***** Provided records *****
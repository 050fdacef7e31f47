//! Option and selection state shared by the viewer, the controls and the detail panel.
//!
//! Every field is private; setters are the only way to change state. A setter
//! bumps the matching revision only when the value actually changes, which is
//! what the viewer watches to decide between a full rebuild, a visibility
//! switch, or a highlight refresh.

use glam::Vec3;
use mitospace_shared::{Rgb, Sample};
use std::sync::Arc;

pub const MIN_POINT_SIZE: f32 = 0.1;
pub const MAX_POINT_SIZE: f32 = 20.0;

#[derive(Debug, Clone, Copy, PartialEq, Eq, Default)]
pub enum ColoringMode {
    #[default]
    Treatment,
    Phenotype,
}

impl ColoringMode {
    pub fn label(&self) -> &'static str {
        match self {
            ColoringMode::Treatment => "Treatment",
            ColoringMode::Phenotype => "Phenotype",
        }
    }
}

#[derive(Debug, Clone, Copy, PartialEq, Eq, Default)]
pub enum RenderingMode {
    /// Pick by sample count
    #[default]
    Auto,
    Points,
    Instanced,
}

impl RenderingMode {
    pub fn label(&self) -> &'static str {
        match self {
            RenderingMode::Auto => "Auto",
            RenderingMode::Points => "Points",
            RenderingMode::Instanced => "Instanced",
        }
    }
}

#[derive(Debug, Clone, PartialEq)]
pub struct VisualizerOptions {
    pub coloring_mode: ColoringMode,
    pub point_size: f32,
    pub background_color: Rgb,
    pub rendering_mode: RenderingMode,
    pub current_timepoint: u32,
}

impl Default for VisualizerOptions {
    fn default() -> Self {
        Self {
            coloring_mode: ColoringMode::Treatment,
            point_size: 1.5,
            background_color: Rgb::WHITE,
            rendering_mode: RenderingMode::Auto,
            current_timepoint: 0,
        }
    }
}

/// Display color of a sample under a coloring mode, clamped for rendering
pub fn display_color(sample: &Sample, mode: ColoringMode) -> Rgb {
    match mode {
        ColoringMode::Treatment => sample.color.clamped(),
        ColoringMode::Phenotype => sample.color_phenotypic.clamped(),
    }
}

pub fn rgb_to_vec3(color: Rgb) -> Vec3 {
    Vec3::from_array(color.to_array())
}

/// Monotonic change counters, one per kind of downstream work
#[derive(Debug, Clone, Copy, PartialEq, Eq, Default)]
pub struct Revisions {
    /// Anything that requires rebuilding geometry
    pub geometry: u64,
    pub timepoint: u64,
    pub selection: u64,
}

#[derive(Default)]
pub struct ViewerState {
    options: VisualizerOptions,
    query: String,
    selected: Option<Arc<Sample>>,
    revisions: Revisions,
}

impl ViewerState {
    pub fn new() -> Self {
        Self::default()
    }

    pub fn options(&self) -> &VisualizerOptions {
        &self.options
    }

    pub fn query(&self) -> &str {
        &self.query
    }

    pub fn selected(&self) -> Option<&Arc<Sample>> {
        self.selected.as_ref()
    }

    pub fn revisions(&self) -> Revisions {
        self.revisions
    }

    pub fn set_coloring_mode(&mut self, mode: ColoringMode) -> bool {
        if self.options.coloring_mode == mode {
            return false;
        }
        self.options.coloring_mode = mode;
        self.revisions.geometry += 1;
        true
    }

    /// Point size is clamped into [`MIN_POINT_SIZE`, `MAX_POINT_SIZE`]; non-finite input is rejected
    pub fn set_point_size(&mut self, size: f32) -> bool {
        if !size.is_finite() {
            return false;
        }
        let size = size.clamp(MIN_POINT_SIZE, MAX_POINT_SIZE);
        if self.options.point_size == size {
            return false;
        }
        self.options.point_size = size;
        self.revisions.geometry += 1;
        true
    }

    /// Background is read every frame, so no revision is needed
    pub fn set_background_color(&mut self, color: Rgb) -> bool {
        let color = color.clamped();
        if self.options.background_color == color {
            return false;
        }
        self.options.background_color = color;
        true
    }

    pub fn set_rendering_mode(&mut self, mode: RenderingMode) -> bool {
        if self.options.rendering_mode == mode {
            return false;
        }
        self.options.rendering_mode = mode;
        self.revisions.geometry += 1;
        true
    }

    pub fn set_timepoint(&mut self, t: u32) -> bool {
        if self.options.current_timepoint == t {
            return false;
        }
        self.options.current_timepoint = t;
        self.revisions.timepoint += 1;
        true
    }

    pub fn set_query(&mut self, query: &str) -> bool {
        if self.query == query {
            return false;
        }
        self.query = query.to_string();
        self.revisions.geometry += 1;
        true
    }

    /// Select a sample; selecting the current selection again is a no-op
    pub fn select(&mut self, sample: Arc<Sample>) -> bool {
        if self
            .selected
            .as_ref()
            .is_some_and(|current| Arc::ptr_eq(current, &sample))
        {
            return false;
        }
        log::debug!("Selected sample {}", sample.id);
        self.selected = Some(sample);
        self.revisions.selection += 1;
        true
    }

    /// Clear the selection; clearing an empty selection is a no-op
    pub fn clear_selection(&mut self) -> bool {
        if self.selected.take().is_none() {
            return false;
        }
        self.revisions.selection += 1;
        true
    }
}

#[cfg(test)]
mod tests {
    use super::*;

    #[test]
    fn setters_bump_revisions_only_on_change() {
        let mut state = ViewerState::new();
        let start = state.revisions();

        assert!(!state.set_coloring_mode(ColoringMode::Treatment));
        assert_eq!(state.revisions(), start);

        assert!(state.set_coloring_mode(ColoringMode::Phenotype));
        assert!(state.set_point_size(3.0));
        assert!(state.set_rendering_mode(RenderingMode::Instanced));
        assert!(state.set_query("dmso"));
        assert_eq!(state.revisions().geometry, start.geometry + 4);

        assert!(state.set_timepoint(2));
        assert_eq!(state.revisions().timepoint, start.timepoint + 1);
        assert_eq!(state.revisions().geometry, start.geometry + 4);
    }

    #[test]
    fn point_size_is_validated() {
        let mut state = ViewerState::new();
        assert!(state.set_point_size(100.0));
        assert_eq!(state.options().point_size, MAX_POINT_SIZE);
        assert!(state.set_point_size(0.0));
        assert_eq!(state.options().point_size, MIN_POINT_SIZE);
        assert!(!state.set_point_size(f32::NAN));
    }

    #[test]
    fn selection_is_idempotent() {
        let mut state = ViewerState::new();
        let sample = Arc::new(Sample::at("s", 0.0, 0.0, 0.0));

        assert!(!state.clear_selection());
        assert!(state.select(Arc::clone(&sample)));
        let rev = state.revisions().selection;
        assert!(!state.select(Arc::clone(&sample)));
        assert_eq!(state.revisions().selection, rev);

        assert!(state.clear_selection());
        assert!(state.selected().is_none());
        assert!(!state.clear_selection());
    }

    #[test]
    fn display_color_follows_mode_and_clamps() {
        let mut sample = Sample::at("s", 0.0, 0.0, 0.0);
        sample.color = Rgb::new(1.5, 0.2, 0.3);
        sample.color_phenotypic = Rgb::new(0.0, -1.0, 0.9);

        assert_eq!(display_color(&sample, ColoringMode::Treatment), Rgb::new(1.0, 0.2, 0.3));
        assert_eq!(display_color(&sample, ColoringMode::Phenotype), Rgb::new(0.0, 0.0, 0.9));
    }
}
*****
Exercise: Among the entries, how many lines contain the word "Auto"? Give the number alone.

Response to this task: 3